August 15, 1888. The action began on this date in Waxwork, Peter Lovesey's last novel about Victorian police detective Sergeant Cribb. The wife of a photographer is convicted of murder. While she is awaiting execution a photo is anonymously sent to the government that seems to prove she could not have done it. Cribb is ordered to settle the question, quietly, and before the execution date.

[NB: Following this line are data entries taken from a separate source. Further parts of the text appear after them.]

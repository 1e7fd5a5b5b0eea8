//! Sprinter CLI - Command line interface for Sprinter
//!
//! Query and update the issue trackers of several GitHub repositories at once.

mod commands;

use std::sync::Arc;
use std::time::Duration;

use anyhow::Context;
use clap::{Parser, Subcommand};
use sprinter_core::config::parse_duration;
use sprinter_core::repo::repo_list_from_arg;
use sprinter_core::{Config, Secrets, Sprinter};
use sprinter_github::GitHubClient;
use tracing_subscriber::{fmt, prelude::*, EnvFilter};

use commands::{
    CloseMilestonesArgs, CreateLabelsArgs, CreateMilestonesArgs, IssuesArgs, PrsArgs,
    UpdateMilestonesArgs,
};

/// Sprinter: one view over the issue trackers of many repositories
#[derive(Parser, Debug)]
#[command(name = "sprinter")]
#[command(author, version, about, long_about = None)]
struct Cli {
    /// Enable verbose output
    #[arg(short, long, global = true)]
    verbose: bool,

    /// Repositories to operate on: comma separated `owner/name` slugs, or a
    /// file with one slug per line (overrides config and env)
    #[arg(long, global = true)]
    repos: Option<String>,

    /// Cache read results for this long, e.g. `30s` or `5m` (overrides
    /// config and env)
    #[arg(long, global = true, value_parser = parse_cache_duration)]
    cache: Option<Duration>,

    #[command(subcommand)]
    command: Option<Commands>,
}

#[derive(Subcommand, Debug)]
enum Commands {
    /// Show version information
    Version,

    /// List the monitored repositories
    Repos,

    /// List issues, grouped by milestone and repository
    #[command(visible_alias = "i")]
    Issues(IssuesArgs),

    /// List pull requests, grouped by repository
    Prs(PrsArgs),

    /// List milestones, grouped by title
    #[command(visible_alias = "m")]
    Milestones,

    /// Create the same milestone in every repository
    CreateMilestones(CreateMilestonesArgs),

    /// Rename or reschedule a milestone in every repository that has it
    UpdateMilestones(UpdateMilestonesArgs),

    /// Close a milestone in every repository that has it
    CloseMilestones(CloseMilestonesArgs),

    /// List labels, grouped by repository
    Labels,

    /// Create labels in every repository
    CreateLabels(CreateLabelsArgs),

    /// List collaborators across all repositories
    Collaborators,

    /// Show current configuration
    Config,
}

fn parse_cache_duration(value: &str) -> Result<Duration, String> {
    parse_duration(value).map_err(|e| e.to_string())
}

/// Build the sprinter for the configured repositories and credentials
fn connect(config: &Config) -> anyhow::Result<Sprinter> {
    let credentials = Secrets::load()?.require_credentials()?;
    let client = GitHubClient::new(&credentials, config.github.api_url.as_deref())?;
    let sprinter = Sprinter::new(Arc::new(client), &config.repos, config.cache.duration)
        .context("Cannot operate on the configured repositories")?;
    Ok(sprinter)
}

#[tokio::main]
async fn main() -> anyhow::Result<()> {
    let cli = Cli::parse();

    let default_level = if cli.verbose { "debug" } else { "warn" };
    tracing_subscriber::registry()
        .with(fmt::layer().with_writer(std::io::stderr))
        .with(EnvFilter::try_from_default_env().unwrap_or_else(|_| EnvFilter::new(default_level)))
        .init();

    let repos = cli.repos.as_deref().map(repo_list_from_arg).transpose()?;
    let config = Config::load_with_overrides(repos, cli.cache)?;

    if cli.verbose {
        tracing::info!(
            repos = config.repos.len(),
            cache = ?config.cache.duration,
            "Configuration loaded"
        );
    }

    match cli.command {
        Some(Commands::Version) => {
            println!("sprinter {}", env!("CARGO_PKG_VERSION"));
        }
        Some(Commands::Repos) => {
            let repos = sprinter_core::repo::resolve(&config.repos)?;
            println!("Monitored repositories ({}):", repos.len());
            for repo in repos {
                println!("  {}", repo);
            }
        }
        Some(Commands::Issues(args)) => {
            args.execute(&connect(&config)?).await?;
        }
        Some(Commands::Prs(args)) => {
            args.execute(&connect(&config)?).await?;
        }
        Some(Commands::Milestones) => {
            commands::milestones::list(&connect(&config)?).await;
        }
        Some(Commands::CreateMilestones(args)) => {
            args.execute(&connect(&config)?).await;
        }
        Some(Commands::UpdateMilestones(args)) => {
            args.execute(&connect(&config)?).await;
        }
        Some(Commands::CloseMilestones(args)) => {
            args.execute(&connect(&config)?).await;
        }
        Some(Commands::Labels) => {
            commands::labels::list(&connect(&config)?).await;
        }
        Some(Commands::CreateLabels(args)) => {
            args.execute(&connect(&config)?).await;
        }
        Some(Commands::Collaborators) => {
            commands::labels::collaborators(&connect(&config)?).await;
        }
        Some(Commands::Config) => {
            println!("Sprinter Configuration");
            println!("======================");
            println!();
            println!("Repositories:");
            if config.repos.is_empty() {
                println!("  (none)");
            }
            for repo in &config.repos {
                println!("  {}", repo);
            }
            println!();
            if config.cache.duration.is_zero() {
                println!("Cache: disabled");
            } else {
                println!(
                    "Cache: {}",
                    humantime_serde::re::humantime::format_duration(config.cache.duration)
                );
            }
            println!(
                "GitHub API: {}",
                config
                    .github
                    .api_url
                    .as_deref()
                    .unwrap_or("https://api.github.com")
            );
            println!();
            if let Some(path) = Config::default_config_path() {
                println!("Config file: {}", path.display());
                if path.exists() {
                    println!("  (exists)");
                } else {
                    println!("  (not found - using defaults)");
                }
            }
            if let Some(path) = Secrets::default_secrets_path() {
                println!("Secrets file: {}", path.display());
                if !path.exists() {
                    println!("  (not found - set GITHUB_TOKEN or GH_USERNAME/GH_PASSWORD)");
                }
            }
        }
        None => {
            println!("Sprinter - one view over the issue trackers of many repositories");
            println!();
            println!("Use --help for usage information");
        }
    }

    Ok(())
}

#[cfg(test)]
mod tests {
    use super::*;

    #[test]
    fn test_parse_global_flags() {
        let cli = Cli::parse_from([
            "sprinter",
            "--repos",
            "org/a,org/b",
            "--cache",
            "5m",
            "issues",
            "--state",
            "all",
        ]);
        assert_eq!(cli.repos.as_deref(), Some("org/a,org/b"));
        assert_eq!(cli.cache, Some(Duration::from_secs(300)));
        assert!(matches!(cli.command, Some(Commands::Issues(_))));
    }

    #[test]
    fn test_bad_cache_duration_rejected() {
        let result = Cli::try_parse_from(["sprinter", "--cache", "later", "labels"]);
        assert!(result.is_err());
    }

    #[test]
    fn test_create_labels_args() {
        let cli = Cli::parse_from(["sprinter", "create-labels", "bug:fc2929", "super:000000"]);
        match cli.command {
            Some(Commands::CreateLabels(args)) => assert_eq!(args.labels.len(), 2),
            other => panic!("unexpected command: {:?}", other),
        }
    }

    #[test]
    fn test_cli_definition() {
        use clap::CommandFactory;
        Cli::command().debug_assert();
    }
}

One of my favorite mystery novels, period.
Monday, August 15, 2016
Friday, August 12, 2016
8/12/1876 Had she but known
August 12 1876. Mary Roberts Rinehart was born this day in Pennsylvania. In 1907 she wrote The Circular Staircase, a mystery novel that sold more than a million copies. She was a prolific and highly successful writer but is perhaps best known today as a creator of the "Had I But Known" school of suspense. She is also credited/blamed for the cliche "the butler did it," although that phrase does not appear in her novel in which the butler, in fact, did.
Sunday, August 7, 2016
8/7/1951 The Pedestrian appears
August 7, 1951. The issue of The Reporter bearing this date featured a short story by Ray Bradbury called "The Pedestrian." It was science fiction. It was also crime fiction. Briefly, in the year 2131 a man is arrested for walking down a city street. (I feel obliged to say that in this case his race had nothing to do with it.) Bradbury wrote it after being stopped (but not arrested) by cops in southern California for the same offense. You can read the story here or in his collection The Golden Apples of the Sun.